:: EXTRACTED MATERIAL ::
use async_trait::async_trait;
use bigdecimal::BigDecimal;
use sqlx::PgPool;
use uuid::Uuid;

use business::domain::errors::RepositoryError;
use business::domain::shared::value_objects::UserId;
use business::domain::shopping_list::model::ShoppingList;
use business::domain::shopping_list::repository::ShoppingListRepository;
use business::domain::shopping_list::value_objects::ListStatus;

use super::entity::ShoppingListEntity;

pub struct ShoppingListRepositoryPostgres {
    pool: PgPool,
}

impl ShoppingListRepositoryPostgres {
    pub fn new(pool: PgPool) -> Self {
        Self { pool }
    }
}

#[async_trait]
impl ShoppingListRepository for ShoppingListRepositoryPostgres {
    async fn find_current(
        &self,
        user_id: &UserId,
    ) -> Result<Option<ShoppingList>, RepositoryError> {
        let entity = sqlx::query_as::<_, ShoppingListEntity>(
            "SELECT id, user_id, list_name, date, total, balance_at_time, status FROM shopping_lists WHERE user_id = $1 AND status = $2",
        )
        .bind(user_id.as_uuid())
        .bind(ListStatus::Current.to_string())
        .fetch_optional(&self.pool)
        .await
        .map_err(|_| RepositoryError::DatabaseError)?;

        Ok(entity.map(|e| e.into_domain()))
    }

    async fn get_by_id(
        &self,
        id: Uuid,
        user_id: &UserId,
    ) -> Result<ShoppingList, RepositoryError> {
        let entity = sqlx::query_as::<_, ShoppingListEntity>(
            "SELECT id, user_id, list_name, date, total, balance_at_time, status FROM shopping_lists WHERE id = $1 AND user_id = $2",
        )
        .bind(id)
        .bind(user_id.as_uuid())
        .fetch_optional(&self.pool)
        .await
        .map_err(|_| RepositoryError::DatabaseError)?
        .ok_or(RepositoryError::NotFound)?;

        Ok(entity.into_domain())
    }

    async fn get_history(&self, user_id: &UserId) -> Result<Vec<ShoppingList>, RepositoryError> {
        let entities = sqlx::query_as::<_, ShoppingListEntity>(
            "SELECT id, user_id, list_name, date, total, balance_at_time, status FROM shopping_lists WHERE user_id = $1 AND status <> $2 ORDER BY date DESC",
        )
        .bind(user_id.as_uuid())
        .bind(ListStatus::Current.to_string())
        .fetch_all(&self.pool)
        .await
        .map_err(|_| RepositoryError::DatabaseError)?;

        Ok(entities.into_iter().map(|e| e.into_domain()).collect())
    }

    async fn insert(&self, list: &ShoppingList) -> Result<(), RepositoryError> {
        sqlx::query(
            "INSERT INTO shopping_lists (id, user_id, list_name, date, total, balance_at_time, status) VALUES ($1, $2, $3, $4, $5, $6, $7)",
        )
        .bind(list.id)
        .bind(list.user_id.as_uuid())
        .bind(&list.name)
        .bind(list.date)
        .bind(&list.total)
        .bind(&list.balance)
        .bind(list.status.to_string())
        .execute(&self.pool)
        .await
        .map_err(|_| RepositoryError::DatabaseError)?;

        Ok(())
    }

    async fn seal(&self, list: &ShoppingList) -> Result<(), RepositoryError> {
        let result = sqlx::query(
            "UPDATE shopping_lists SET list_name = $2, date = $3, total = $4, status = $5 WHERE id = $1",
        )
        .bind(list.id)
        .bind(&list.name)
        .bind(list.date)
        .bind(&list.total)
        .bind(list.status.to_string())
        .execute(&self.pool)
        .await
        .map_err(|_| RepositoryError::DatabaseError)?;

        if result.rows_affected() == 0 {
            return Err(RepositoryError::NotFound);
        }
        Ok(())
    }

    async fn update_balance(&self, id: Uuid, balance: &BigDecimal) -> Result<(), RepositoryError> {
        sqlx::query("UPDATE shopping_lists SET balance_at_time = $2 WHERE id = $1")
            .bind(id)
            .bind(balance)
            .execute(&self.pool)
            .await
            .map_err(|_| RepositoryError::DatabaseError)?;

        Ok(())
    }

    async fn delete(&self, id: Uuid) -> Result<(), RepositoryError> {
        // Item rows go with the list via the foreign key cascade.
        sqlx::query("DELETE FROM shopping_lists WHERE id = $1")
            .bind(id)
            .execute(&self.pool)
            .await
            .map_err(|_| RepositoryError::DatabaseError)?;

        Ok(())
    }
}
:::
PROBLEM STATEMENT: Print again each line of the listing above, exactly as it appears.

ANSWER SPACE:
use async_trait::async_trait;
use bigdecimal::BigDecimal;
use sqlx::PgPool;
use uuid::Uuid;

use business::domain::errors::RepositoryError;
use business::domain::shared::value_objects::UserId;
use business::domain::shopping_list::model::ShoppingList;
use business::domain::shopping_list::repository::ShoppingListRepository;
use business::domain::shopping_list::value_objects::ListStatus;

use super::entity::ShoppingListEntity;

pub struct ShoppingListRepositoryPostgres {
    pool: PgPool,
}

impl ShoppingListRepositoryPostgres {
    pub fn new(pool: PgPool) -> Self {
        Self { pool }
    }
}

#[async_trait]
impl ShoppingListRepository for ShoppingListRepositoryPostgres {
    async fn find_current(
        &self,
        user_id: &UserId,
    ) -> Result<Option<ShoppingList>, RepositoryError> {
        let entity = sqlx::query_as::<_, ShoppingListEntity>(
            "SELECT id, user_id, list_name, date, total, balance_at_time, status FROM shopping_lists WHERE user_id = $1 AND status = $2",
        )
        .bind(user_id.as_uuid())
        .bind(ListStatus::Current.to_string())
        .fetch_optional(&self.pool)
        .await
        .map_err(|_| RepositoryError::DatabaseError)?;

        Ok(entity.map(|e| e.into_domain()))
    }

    async fn get_by_id(
        &self,
        id: Uuid,
        user_id: &UserId,
    ) -> Result<ShoppingList, RepositoryError> {
        let entity = sqlx::query_as::<_, ShoppingListEntity>(
            "SELECT id, user_id, list_name, date, total, balance_at_time, status FROM shopping_lists WHERE id = $1 AND user_id = $2",
        )
        .bind(id)
        .bind(user_id.as_uuid())
        .fetch_optional(&self.pool)
        .await
        .map_err(|_| RepositoryError::DatabaseError)?
        .ok_or(RepositoryError::NotFound)?;

        Ok(entity.into_domain())
    }

    async fn get_history(&self, user_id: &UserId) -> Result<Vec<ShoppingList>, RepositoryError> {
        let entities = sqlx::query_as::<_, ShoppingListEntity>(
            "SELECT id, user_id, list_name, date, total, balance_at_time, status FROM shopping_lists WHERE user_id = $1 AND status <> $2 ORDER BY date DESC",
        )
        .bind(user_id.as_uuid())
        .bind(ListStatus::Current.to_string())
        .fetch_all(&self.pool)
        .await
        .map_err(|_| RepositoryError::DatabaseError)?;

        Ok(entities.into_iter().map(|e| e.into_domain()).collect())
    }

    async fn insert(&self, list: &ShoppingList) -> Result<(), RepositoryError> {
        sqlx::query(
            "INSERT INTO shopping_lists (id, user_id, list_name, date, total, balance_at_time, status) VALUES ($1, $2, $3, $4, $5, $6, $7)",
        )
        .bind(list.id)
        .bind(list.user_id.as_uuid())
        .bind(&list.name)
        .bind(list.date)
        .bind(&list.total)
        .bind(&list.balance)
        .bind(list.status.to_string())
        .execute(&self.pool)
        .await
        .map_err(|_| RepositoryError::DatabaseError)?;

        Ok(())
    }

    async fn seal(&self, list: &ShoppingList) -> Result<(), RepositoryError> {
        let result = sqlx::query(
            "UPDATE shopping_lists SET list_name = $2, date = $3, total = $4, status = $5 WHERE id = $1",
        )
        .bind(list.id)
        .bind(&list.name)
        .bind(list.date)
        .bind(&list.total)
        .bind(list.status.to_string())
        .execute(&self.pool)
        .await
        .map_err(|_| RepositoryError::DatabaseError)?;

        if result.rows_affected() == 0 {
            return Err(RepositoryError::NotFound);
        }
        Ok(())
    }

    async fn update_balance(&self, id: Uuid, balance: &BigDecimal) -> Result<(), RepositoryError> {
        sqlx::query("UPDATE shopping_lists SET balance_at_time = $2 WHERE id = $1")
            .bind(id)
            .bind(balance)
            .execute(&self.pool)
            .await
            .map_err(|_| RepositoryError::DatabaseError)?;

        Ok(())
    }

    async fn delete(&self, id: Uuid) -> Result<(), RepositoryError> {
        // Item rows go with the list via the foreign key cascade.
        sqlx::query("DELETE FROM shopping_lists WHERE id = $1")
            .bind(id)
            .execute(&self.pool)
            .await
            .map_err(|_| RepositoryError::DatabaseError)?;

        Ok(())
    }
}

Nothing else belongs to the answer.